BEGIN DATA TO USE
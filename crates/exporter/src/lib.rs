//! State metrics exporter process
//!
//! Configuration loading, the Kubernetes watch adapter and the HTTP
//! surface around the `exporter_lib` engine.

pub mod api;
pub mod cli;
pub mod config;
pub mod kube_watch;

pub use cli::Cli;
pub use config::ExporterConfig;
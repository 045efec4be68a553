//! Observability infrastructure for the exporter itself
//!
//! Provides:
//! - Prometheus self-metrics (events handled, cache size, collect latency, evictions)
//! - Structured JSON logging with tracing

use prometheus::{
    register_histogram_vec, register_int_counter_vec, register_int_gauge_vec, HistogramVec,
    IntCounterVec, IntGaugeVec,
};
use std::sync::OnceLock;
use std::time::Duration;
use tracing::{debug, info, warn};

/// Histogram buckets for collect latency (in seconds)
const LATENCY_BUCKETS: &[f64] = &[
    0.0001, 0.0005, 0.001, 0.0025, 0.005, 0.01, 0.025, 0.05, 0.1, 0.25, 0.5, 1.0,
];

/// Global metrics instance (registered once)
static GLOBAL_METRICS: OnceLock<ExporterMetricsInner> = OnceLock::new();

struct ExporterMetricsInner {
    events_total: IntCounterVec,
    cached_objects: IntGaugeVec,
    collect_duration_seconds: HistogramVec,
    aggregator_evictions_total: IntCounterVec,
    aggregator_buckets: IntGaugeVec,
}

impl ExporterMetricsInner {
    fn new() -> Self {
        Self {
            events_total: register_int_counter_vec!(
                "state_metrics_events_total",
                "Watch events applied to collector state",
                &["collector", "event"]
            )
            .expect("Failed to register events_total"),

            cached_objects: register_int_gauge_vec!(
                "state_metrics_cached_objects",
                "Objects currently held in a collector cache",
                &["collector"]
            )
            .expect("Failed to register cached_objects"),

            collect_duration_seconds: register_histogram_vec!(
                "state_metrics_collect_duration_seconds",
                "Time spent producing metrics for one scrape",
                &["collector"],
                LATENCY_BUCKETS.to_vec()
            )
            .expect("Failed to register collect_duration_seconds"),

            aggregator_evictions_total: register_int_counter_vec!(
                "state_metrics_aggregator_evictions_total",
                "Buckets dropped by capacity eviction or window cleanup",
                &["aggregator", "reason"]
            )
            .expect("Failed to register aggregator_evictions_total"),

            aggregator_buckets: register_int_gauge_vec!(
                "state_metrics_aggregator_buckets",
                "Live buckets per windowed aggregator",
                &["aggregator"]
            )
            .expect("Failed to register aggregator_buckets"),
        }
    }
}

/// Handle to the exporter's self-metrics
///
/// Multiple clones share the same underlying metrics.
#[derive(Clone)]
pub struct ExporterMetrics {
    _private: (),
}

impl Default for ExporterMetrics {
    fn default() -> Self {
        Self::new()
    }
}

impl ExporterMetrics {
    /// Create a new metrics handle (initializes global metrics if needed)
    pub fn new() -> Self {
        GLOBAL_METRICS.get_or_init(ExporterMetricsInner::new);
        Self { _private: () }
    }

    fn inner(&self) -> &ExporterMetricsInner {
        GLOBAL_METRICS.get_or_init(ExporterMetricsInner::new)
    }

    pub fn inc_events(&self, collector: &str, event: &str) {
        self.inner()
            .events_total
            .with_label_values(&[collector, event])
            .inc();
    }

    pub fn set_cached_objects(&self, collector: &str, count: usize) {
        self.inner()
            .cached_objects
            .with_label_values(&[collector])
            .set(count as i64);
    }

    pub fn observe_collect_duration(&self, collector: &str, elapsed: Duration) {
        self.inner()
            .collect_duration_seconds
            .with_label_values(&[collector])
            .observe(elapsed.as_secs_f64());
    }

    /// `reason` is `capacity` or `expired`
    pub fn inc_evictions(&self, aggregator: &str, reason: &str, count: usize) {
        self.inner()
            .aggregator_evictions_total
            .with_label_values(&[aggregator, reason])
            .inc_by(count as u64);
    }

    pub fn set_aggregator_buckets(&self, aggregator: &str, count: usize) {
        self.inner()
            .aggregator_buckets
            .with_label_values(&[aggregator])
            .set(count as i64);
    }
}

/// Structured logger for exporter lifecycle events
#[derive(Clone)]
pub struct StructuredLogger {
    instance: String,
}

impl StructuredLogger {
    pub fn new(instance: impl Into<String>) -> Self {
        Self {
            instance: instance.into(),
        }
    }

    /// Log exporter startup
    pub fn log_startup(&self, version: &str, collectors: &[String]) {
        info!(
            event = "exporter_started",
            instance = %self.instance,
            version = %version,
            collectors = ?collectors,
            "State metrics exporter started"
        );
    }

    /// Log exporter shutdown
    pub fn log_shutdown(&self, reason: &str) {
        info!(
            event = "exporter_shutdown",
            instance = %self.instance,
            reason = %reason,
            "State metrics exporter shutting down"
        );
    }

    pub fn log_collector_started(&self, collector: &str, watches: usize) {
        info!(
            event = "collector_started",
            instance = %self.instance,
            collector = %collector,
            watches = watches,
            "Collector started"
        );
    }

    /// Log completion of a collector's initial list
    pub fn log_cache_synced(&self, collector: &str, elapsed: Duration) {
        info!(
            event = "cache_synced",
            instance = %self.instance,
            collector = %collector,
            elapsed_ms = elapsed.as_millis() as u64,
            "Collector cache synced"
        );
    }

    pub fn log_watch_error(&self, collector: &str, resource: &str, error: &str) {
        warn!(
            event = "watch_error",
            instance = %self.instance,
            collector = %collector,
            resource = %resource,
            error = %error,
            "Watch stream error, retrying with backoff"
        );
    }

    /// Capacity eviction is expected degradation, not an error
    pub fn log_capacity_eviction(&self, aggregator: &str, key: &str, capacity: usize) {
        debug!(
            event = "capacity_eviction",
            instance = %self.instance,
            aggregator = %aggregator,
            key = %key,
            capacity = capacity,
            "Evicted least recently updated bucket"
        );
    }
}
END DATA TO USE
Find the lines above with the word "tracing". Copy them out.

//! - Structured JSON logging with tracing
use tracing::{debug, info, warn};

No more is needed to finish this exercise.